**TASK ITEM:** Go through the data and copy each line where the string "EmployeeStatus" appears.

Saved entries

◆ ◆ ◆ ◆

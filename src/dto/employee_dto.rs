use chrono::{DateTime, NaiveDate, Utc};
use serde::{Deserialize, Serialize};
use validator::Validate;

use crate::models::employee::{Employee, EmployeeStatus};

#[derive(Debug, Clone, Serialize, Deserialize, Validate)]
pub struct CreateEmployeePayload {
    #[validate(length(min = 1))]
    pub first_name: String,
    #[validate(length(min = 1))]
    pub last_name: String,
    #[validate(email)]
    pub email: String,
    #[validate(length(min = 6))]
    pub password: String,
    #[serde(default)]
    pub roles: Vec<String>,
    #[validate(length(min = 1))]
    pub mobile: String,
    pub date_of_birth: NaiveDate,
}

#[derive(Debug, Clone, Serialize, Deserialize, Validate)]
pub struct UpdateEmployeePayload {
    #[validate(length(min = 1))]
    pub first_name: String,
    #[validate(length(min = 1))]
    pub last_name: String,
    #[validate(length(min = 1))]
    pub mobile: String,
    pub date_of_birth: NaiveDate,
    pub roles: Option<Vec<String>>,
    /// Left out or empty keeps the current credential.
    pub password: Option<String>,
}

#[derive(Debug, Clone, Serialize, Deserialize)]
pub struct EmployeeResponse {
    pub code: String,
    pub first_name: String,
    pub last_name: String,
    pub email: String,
    pub mobile: String,
    pub date_of_birth: NaiveDate,
    pub status: EmployeeStatus,
    pub roles: Vec<String>,
    pub created_at: DateTime<Utc>,
    pub updated_at: DateTime<Utc>,
}

impl From<Employee> for EmployeeResponse {
    fn from(employee: Employee) -> Self {
        Self {
            code: employee.code,
            first_name: employee.first_name,
            last_name: employee.last_name,
            email: employee.email,
            mobile: employee.mobile,
            date_of_birth: employee.date_of_birth,
            status: employee.status,
            roles: employee.roles,
            created_at: employee.created_at,
            updated_at: employee.updated_at,
        }
    }
}
pub mod auth_service;
pub mod deduction_service;
pub mod employee_service;
pub mod employment_service;
pub mod message_service;
pub mod notification_service;
pub mod payroll_calculator;
pub mod payslip_renderer;
pub mod payslip_service;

◆ ◆ ◆ ◆

**YOUR RESPONSE:**
use crate::models::employee::{Employee, EmployeeStatus};
    pub status: EmployeeStatus,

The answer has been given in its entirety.